WHAT IS NEEDED »
Whenever "transforms" appears in a line of the entries below, that line counts; give the total only.

(Extracted records)
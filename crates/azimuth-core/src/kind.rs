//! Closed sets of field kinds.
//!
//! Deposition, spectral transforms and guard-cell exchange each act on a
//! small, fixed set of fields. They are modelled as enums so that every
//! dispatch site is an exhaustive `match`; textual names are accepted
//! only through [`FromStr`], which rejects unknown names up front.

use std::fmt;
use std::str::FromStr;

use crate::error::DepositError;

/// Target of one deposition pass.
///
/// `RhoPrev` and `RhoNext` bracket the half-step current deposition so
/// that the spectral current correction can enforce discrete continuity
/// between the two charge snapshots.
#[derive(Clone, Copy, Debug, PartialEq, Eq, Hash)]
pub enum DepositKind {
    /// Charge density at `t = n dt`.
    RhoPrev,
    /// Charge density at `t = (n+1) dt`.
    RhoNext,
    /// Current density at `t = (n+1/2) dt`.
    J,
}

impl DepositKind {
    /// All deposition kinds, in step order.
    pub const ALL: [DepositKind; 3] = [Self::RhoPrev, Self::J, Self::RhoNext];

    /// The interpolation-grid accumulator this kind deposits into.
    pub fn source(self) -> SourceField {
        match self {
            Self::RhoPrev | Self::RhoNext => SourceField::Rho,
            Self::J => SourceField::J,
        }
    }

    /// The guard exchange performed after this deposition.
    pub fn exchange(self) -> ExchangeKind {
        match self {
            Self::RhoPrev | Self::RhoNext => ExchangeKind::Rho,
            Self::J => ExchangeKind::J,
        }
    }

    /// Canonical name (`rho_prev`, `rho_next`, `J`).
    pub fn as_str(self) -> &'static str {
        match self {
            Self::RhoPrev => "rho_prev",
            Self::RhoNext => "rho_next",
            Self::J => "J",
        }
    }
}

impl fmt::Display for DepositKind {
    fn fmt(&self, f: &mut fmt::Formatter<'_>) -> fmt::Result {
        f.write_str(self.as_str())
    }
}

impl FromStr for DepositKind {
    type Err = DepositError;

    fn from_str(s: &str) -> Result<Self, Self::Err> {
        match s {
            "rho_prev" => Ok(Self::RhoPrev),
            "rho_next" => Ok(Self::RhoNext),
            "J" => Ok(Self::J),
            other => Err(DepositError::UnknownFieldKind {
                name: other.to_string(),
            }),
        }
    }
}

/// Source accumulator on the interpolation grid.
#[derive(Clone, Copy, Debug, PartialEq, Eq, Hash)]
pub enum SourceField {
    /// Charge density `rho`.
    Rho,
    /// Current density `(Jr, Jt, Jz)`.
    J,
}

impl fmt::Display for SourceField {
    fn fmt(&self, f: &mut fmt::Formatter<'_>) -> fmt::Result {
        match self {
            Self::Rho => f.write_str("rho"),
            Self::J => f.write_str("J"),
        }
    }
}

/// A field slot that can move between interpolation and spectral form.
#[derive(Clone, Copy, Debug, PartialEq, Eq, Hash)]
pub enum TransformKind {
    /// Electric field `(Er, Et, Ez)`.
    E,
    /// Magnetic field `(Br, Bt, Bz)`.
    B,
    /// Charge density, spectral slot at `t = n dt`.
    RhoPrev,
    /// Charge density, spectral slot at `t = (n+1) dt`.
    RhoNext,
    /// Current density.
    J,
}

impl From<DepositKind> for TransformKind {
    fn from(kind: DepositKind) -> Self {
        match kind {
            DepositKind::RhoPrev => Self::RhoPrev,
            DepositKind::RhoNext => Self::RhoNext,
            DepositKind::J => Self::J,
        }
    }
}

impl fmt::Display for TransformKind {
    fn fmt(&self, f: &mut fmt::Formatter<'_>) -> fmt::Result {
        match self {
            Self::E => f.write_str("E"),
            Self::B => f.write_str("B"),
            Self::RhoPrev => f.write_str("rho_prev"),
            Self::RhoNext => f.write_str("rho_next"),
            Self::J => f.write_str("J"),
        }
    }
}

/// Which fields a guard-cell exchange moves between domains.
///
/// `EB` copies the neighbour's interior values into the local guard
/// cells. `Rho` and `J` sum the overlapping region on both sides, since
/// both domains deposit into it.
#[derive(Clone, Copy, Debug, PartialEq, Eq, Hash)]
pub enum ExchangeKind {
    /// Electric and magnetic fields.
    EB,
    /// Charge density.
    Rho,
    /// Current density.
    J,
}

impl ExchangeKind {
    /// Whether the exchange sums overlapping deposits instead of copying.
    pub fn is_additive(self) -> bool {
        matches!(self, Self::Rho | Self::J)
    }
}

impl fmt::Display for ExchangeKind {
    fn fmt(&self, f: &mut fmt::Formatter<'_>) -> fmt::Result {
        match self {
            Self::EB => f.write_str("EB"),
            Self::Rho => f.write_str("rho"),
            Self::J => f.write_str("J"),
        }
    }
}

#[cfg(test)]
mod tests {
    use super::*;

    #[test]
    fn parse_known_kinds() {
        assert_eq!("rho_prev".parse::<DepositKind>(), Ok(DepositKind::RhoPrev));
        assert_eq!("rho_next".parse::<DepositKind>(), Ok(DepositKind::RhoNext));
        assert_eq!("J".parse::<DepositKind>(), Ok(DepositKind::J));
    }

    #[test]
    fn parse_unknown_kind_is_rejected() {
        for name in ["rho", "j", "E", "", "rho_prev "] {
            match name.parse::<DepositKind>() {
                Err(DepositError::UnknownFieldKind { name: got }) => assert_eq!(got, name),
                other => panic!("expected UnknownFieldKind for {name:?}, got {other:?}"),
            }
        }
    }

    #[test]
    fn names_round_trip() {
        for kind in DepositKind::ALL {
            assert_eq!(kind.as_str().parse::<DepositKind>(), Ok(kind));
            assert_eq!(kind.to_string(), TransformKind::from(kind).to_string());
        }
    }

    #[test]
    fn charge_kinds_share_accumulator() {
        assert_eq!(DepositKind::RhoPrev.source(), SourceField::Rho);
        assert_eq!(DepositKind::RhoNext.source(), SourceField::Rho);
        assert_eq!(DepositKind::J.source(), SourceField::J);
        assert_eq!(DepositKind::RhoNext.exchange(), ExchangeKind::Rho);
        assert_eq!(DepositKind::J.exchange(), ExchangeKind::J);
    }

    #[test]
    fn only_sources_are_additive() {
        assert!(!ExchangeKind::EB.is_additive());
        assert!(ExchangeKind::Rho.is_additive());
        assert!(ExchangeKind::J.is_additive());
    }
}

==

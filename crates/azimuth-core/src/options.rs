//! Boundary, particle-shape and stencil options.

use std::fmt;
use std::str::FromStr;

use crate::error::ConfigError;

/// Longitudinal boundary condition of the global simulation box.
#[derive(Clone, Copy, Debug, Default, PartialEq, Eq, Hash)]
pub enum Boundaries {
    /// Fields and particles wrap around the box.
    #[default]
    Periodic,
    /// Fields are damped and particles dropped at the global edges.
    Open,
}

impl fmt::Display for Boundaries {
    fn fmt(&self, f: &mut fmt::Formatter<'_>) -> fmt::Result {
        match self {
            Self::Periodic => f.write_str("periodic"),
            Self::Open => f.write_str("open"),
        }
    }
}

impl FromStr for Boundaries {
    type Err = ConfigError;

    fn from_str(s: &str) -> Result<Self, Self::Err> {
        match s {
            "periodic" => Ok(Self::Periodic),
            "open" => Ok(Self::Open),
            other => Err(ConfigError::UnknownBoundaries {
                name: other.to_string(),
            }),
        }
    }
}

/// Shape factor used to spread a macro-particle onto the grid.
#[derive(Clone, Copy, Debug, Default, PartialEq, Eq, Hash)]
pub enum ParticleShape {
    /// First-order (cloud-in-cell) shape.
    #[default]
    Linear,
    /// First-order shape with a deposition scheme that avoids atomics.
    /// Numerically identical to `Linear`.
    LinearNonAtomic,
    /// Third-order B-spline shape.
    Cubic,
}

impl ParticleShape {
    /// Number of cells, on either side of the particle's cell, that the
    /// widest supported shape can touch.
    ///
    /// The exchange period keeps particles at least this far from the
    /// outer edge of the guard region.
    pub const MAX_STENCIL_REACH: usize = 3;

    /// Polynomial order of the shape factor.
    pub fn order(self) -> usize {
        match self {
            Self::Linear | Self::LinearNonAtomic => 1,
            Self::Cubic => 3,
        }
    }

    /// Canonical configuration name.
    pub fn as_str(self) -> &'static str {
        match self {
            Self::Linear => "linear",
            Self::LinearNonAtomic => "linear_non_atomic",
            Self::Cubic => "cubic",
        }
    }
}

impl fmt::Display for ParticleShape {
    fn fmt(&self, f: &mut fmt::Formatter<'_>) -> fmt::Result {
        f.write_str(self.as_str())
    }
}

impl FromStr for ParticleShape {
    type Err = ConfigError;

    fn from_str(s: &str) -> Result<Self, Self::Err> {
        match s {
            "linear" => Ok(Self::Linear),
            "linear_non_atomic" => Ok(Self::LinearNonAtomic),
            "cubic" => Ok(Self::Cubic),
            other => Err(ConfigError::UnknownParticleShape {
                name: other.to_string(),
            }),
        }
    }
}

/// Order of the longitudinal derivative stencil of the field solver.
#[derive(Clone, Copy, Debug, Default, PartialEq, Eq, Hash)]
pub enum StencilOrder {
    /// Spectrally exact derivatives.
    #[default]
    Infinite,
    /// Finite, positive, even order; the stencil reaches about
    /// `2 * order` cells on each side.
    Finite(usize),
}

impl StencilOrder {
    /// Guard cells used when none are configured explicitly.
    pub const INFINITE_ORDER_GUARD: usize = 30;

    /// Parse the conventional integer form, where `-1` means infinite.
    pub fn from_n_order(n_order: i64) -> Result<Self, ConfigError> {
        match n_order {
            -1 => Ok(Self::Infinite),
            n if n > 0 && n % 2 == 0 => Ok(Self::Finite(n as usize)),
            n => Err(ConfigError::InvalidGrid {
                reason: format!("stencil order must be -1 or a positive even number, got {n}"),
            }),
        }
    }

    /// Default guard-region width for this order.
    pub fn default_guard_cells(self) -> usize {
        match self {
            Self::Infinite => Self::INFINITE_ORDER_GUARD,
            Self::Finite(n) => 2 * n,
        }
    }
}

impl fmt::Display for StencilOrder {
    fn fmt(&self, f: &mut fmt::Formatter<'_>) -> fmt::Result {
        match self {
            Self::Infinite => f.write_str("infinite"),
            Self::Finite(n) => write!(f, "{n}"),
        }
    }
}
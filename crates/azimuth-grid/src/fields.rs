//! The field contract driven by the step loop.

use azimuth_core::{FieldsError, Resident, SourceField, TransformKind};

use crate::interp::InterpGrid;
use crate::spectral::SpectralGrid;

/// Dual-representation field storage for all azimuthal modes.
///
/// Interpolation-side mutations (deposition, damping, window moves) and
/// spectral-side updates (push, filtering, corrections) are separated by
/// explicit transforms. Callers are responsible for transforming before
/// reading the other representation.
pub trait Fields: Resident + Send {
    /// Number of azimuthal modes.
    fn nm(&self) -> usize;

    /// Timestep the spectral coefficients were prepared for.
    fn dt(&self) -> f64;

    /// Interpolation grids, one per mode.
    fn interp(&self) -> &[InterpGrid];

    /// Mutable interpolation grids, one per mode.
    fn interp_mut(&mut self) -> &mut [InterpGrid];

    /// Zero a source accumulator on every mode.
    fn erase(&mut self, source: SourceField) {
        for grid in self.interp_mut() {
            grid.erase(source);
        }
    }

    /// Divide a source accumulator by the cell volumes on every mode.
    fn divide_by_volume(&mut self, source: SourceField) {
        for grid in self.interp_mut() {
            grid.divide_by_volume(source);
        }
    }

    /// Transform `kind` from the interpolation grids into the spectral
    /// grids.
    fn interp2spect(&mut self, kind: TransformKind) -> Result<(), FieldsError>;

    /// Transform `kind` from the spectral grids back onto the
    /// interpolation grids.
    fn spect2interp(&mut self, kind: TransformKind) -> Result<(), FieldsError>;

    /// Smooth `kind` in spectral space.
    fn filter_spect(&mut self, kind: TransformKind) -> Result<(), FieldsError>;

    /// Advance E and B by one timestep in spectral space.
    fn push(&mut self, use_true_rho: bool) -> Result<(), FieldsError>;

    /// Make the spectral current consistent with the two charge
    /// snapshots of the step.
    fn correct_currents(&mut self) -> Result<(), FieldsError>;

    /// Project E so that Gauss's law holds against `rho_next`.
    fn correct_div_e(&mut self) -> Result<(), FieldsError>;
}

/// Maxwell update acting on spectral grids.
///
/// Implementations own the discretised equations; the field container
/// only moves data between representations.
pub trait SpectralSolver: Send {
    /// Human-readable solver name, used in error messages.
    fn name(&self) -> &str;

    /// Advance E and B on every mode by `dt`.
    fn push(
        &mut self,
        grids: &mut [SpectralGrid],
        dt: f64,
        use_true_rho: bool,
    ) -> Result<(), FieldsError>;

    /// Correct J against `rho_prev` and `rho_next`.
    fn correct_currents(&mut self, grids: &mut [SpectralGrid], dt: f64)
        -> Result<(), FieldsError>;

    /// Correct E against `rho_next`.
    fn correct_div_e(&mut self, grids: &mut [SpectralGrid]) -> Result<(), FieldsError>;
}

* * *

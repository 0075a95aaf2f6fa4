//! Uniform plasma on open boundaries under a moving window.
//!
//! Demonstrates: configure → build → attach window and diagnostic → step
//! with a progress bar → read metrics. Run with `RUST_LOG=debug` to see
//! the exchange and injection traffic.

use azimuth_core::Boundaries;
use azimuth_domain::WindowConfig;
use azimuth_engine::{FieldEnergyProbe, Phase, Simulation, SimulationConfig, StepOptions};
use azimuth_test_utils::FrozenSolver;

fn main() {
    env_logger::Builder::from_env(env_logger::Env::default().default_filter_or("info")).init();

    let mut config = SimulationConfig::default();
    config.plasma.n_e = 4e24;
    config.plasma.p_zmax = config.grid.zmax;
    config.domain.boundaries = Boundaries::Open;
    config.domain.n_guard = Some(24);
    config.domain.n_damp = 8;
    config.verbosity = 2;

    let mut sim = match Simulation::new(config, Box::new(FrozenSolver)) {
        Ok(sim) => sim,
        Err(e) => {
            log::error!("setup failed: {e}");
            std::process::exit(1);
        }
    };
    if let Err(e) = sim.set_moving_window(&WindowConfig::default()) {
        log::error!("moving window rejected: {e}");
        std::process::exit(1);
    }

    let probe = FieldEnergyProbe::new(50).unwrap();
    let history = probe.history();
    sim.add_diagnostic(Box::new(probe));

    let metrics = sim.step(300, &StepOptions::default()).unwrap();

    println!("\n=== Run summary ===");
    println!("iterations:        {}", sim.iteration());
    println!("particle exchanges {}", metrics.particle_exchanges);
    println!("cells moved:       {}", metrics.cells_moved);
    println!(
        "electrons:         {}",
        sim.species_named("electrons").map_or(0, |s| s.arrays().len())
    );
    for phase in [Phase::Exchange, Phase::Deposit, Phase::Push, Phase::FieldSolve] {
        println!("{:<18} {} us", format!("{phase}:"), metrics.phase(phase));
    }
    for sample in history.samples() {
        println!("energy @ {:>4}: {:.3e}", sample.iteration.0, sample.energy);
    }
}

SOLUTION »
2